Every line in the data below from the one containing "pub fn clear_pending_nmi(&mut" down to the one containing "let tvec = csr.read(num::MTVEC).unwrap_or(0);", both included, must be retyped exactly; no other line is to appear.

----

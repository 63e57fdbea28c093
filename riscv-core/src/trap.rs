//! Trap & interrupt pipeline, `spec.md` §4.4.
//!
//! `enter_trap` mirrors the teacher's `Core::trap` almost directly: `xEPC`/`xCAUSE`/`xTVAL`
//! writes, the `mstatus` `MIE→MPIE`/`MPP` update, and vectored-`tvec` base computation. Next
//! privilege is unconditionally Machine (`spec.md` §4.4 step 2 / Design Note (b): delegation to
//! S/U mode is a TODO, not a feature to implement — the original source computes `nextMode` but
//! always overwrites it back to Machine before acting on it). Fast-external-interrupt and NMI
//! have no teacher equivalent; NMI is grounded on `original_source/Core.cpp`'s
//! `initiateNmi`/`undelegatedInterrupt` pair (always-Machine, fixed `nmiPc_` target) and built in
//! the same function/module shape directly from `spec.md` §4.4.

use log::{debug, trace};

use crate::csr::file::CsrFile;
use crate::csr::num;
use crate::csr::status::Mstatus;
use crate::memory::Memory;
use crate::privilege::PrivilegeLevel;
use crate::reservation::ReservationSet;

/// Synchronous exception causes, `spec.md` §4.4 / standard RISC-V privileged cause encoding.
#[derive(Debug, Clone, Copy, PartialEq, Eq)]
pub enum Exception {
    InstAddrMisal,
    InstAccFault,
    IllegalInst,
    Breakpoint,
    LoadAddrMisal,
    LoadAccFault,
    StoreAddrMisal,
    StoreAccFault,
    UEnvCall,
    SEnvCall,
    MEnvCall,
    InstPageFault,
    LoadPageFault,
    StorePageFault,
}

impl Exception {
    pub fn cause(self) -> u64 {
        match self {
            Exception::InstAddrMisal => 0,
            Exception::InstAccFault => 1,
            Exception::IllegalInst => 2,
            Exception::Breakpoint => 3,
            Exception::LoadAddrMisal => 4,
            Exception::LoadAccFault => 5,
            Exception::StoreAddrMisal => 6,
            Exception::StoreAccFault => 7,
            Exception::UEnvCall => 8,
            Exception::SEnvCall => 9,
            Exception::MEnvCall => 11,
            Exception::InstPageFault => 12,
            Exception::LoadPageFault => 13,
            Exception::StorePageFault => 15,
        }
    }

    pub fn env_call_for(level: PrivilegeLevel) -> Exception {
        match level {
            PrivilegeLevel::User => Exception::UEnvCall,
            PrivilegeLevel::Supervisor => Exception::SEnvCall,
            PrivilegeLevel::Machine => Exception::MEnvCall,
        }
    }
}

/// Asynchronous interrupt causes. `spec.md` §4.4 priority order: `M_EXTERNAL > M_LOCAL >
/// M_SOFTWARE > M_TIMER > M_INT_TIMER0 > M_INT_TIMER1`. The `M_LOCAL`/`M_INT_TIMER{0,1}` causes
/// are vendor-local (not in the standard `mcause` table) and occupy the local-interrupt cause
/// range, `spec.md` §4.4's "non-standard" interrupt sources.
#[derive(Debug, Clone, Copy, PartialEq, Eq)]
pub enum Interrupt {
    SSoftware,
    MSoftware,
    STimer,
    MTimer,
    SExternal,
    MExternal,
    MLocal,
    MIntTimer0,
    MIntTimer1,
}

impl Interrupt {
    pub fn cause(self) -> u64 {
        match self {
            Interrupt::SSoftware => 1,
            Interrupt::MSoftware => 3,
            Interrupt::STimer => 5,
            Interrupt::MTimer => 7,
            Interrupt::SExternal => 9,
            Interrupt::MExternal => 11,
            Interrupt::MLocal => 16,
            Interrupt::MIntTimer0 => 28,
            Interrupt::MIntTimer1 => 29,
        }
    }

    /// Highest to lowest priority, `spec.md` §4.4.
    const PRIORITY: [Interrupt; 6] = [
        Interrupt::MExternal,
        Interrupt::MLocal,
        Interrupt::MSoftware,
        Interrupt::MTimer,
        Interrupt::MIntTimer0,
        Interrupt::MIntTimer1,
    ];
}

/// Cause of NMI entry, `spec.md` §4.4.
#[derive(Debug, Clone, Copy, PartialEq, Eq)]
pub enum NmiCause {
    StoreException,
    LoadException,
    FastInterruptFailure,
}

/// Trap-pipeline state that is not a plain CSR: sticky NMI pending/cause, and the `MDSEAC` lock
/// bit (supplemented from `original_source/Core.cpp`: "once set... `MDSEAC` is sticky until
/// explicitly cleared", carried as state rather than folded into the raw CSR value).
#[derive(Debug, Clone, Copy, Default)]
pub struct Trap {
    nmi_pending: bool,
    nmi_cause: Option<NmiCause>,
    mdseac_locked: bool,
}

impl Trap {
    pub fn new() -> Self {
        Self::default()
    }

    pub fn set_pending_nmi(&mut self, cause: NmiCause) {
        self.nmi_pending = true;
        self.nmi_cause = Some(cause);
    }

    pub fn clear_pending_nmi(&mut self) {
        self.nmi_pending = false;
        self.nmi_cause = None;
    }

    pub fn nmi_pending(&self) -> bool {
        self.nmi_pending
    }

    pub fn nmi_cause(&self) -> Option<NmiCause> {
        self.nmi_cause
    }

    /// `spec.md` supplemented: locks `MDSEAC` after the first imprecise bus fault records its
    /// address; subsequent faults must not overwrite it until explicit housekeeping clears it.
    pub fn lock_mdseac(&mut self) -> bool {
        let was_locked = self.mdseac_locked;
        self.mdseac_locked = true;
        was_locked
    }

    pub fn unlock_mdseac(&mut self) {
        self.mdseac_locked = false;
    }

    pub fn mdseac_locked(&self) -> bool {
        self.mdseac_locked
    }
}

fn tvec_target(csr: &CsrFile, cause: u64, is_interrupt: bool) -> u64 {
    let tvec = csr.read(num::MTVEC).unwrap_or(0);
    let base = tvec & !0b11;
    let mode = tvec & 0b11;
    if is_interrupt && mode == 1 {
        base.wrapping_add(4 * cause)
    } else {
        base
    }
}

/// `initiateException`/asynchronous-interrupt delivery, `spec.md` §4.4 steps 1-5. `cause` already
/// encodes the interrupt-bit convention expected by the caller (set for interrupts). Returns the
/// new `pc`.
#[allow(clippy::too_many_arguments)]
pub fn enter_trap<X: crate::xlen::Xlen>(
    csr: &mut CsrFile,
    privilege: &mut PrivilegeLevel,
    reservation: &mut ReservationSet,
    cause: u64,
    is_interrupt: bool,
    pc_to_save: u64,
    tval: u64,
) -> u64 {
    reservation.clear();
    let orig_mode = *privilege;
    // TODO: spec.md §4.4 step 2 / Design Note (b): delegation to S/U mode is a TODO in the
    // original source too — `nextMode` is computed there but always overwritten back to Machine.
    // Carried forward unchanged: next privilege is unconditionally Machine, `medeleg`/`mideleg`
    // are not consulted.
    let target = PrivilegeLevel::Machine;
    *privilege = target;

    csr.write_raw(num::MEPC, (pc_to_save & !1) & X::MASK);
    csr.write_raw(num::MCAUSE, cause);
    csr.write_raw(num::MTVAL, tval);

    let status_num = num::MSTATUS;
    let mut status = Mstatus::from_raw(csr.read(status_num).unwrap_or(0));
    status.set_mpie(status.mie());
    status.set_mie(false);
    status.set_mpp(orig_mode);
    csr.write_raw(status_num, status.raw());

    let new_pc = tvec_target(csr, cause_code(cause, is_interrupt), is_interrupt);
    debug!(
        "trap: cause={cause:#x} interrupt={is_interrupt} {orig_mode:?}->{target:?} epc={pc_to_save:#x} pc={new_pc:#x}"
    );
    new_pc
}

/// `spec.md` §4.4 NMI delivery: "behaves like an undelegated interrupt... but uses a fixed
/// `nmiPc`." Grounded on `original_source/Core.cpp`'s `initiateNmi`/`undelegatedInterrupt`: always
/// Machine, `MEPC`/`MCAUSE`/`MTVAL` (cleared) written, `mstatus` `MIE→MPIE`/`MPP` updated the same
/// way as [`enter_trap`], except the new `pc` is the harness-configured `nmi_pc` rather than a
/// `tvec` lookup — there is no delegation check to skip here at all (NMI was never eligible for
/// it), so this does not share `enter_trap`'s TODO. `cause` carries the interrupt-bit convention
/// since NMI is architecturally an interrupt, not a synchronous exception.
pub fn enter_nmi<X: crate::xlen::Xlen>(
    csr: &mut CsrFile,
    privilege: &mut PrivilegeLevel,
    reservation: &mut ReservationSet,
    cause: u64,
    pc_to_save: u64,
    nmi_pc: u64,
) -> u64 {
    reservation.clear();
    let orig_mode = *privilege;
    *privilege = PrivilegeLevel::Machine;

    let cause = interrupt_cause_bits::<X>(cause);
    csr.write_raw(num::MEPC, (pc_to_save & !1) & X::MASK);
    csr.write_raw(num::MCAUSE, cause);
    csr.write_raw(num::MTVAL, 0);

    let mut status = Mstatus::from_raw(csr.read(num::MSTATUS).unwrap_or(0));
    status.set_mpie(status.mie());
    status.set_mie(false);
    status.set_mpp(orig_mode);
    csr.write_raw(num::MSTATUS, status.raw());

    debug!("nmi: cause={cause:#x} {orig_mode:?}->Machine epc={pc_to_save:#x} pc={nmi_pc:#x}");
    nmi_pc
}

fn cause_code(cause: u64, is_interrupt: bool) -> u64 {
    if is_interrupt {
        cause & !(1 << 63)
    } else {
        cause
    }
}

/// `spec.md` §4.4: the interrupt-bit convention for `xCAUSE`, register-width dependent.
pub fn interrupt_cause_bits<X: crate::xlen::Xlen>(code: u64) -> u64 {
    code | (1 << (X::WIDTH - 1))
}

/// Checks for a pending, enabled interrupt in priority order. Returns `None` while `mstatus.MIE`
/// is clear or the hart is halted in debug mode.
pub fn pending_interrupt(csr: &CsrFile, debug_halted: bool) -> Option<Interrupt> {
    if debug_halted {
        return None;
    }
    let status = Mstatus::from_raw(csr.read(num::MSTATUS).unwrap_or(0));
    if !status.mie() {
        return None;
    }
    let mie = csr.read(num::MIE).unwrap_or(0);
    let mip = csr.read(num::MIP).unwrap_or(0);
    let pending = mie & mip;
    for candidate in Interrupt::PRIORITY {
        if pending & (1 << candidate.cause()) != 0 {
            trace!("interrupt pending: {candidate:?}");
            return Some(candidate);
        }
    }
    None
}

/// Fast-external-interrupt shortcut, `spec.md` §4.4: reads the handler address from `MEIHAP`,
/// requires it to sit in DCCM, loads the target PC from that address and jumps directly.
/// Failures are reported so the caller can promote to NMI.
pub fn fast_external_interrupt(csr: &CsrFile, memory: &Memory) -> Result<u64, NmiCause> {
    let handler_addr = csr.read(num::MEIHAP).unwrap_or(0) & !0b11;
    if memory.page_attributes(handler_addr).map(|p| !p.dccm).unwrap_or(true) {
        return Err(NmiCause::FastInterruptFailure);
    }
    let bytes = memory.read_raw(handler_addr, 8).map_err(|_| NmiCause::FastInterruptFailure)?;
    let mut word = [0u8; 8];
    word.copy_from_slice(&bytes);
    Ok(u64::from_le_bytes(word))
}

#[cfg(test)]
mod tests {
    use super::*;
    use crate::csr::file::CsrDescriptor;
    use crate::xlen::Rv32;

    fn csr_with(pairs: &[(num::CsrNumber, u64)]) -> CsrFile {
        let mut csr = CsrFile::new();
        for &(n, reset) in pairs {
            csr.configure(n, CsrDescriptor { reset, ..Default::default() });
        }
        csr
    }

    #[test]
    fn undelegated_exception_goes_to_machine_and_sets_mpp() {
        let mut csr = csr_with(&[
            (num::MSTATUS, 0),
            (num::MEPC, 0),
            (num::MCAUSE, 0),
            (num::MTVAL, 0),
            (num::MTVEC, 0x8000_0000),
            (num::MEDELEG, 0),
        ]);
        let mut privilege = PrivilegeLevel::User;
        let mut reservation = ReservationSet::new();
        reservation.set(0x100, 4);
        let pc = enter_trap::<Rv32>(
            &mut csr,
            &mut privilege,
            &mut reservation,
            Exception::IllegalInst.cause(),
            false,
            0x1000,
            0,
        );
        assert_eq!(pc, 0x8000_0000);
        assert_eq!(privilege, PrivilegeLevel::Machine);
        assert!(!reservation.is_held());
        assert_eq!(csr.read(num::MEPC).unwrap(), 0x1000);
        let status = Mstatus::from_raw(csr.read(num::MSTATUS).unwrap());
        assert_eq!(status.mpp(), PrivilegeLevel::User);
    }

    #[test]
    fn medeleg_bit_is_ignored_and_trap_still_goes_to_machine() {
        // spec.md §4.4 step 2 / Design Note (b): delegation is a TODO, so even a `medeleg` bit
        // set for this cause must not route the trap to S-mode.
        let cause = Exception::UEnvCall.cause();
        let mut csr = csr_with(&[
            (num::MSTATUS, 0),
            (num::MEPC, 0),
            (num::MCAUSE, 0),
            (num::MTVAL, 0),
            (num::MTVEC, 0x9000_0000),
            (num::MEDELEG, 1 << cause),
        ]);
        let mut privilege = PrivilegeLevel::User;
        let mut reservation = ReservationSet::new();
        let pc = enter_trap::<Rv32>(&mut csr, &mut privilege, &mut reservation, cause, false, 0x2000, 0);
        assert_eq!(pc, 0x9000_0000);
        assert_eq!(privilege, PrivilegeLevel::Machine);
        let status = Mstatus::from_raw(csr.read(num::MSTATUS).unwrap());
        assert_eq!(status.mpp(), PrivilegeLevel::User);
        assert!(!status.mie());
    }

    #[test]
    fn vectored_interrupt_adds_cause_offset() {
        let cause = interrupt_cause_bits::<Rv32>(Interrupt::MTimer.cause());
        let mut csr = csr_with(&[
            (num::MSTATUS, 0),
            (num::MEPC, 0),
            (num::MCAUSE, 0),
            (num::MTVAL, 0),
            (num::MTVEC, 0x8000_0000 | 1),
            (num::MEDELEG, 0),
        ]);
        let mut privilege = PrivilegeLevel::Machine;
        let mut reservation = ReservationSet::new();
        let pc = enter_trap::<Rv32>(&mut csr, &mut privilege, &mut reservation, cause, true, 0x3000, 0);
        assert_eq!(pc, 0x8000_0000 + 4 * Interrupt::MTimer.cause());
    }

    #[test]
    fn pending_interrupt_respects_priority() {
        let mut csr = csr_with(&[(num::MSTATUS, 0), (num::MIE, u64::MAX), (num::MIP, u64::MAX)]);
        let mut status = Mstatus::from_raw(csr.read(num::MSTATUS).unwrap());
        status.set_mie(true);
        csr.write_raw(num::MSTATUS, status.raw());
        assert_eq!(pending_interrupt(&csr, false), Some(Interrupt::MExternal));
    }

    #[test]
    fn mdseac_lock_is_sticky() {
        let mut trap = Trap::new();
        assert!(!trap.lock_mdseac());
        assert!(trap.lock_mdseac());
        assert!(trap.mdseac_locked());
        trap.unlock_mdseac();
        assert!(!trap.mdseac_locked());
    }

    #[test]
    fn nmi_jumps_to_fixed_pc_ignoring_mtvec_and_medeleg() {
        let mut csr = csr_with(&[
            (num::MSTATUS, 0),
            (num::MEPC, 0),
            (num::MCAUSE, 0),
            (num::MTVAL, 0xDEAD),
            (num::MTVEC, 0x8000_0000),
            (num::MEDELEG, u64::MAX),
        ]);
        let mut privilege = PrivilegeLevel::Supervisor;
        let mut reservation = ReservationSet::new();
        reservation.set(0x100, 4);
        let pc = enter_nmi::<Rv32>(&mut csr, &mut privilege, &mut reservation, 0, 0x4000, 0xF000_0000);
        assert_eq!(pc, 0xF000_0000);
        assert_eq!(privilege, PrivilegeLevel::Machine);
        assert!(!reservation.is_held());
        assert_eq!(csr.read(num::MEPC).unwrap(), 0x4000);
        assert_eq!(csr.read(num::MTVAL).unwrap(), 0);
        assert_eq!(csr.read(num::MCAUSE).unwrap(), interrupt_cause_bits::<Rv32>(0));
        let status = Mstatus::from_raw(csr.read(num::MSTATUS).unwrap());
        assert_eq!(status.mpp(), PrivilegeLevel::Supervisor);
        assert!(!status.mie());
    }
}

----

→ **EXPECTED OUTPUT**
    pub fn clear_pending_nmi(&mut self) {
        self.nmi_pending = false;
        self.nmi_cause = None;
    }

    pub fn nmi_pending(&self) -> bool {
        self.nmi_pending
    }

    pub fn nmi_cause(&self) -> Option<NmiCause> {
        self.nmi_cause
    }

    /// `spec.md` supplemented: locks `MDSEAC` after the first imprecise bus fault records its
    /// address; subsequent faults must not overwrite it until explicit housekeeping clears it.
    pub fn lock_mdseac(&mut self) -> bool {
        let was_locked = self.mdseac_locked;
        self.mdseac_locked = true;
        was_locked
    }

    pub fn unlock_mdseac(&mut self) {
        self.mdseac_locked = false;
    }

    pub fn mdseac_locked(&self) -> bool {
        self.mdseac_locked
    }
}

fn tvec_target(csr: &CsrFile, cause: u64, is_interrupt: bool) -> u64 {
    let tvec = csr.read(num::MTVEC).unwrap_or(0);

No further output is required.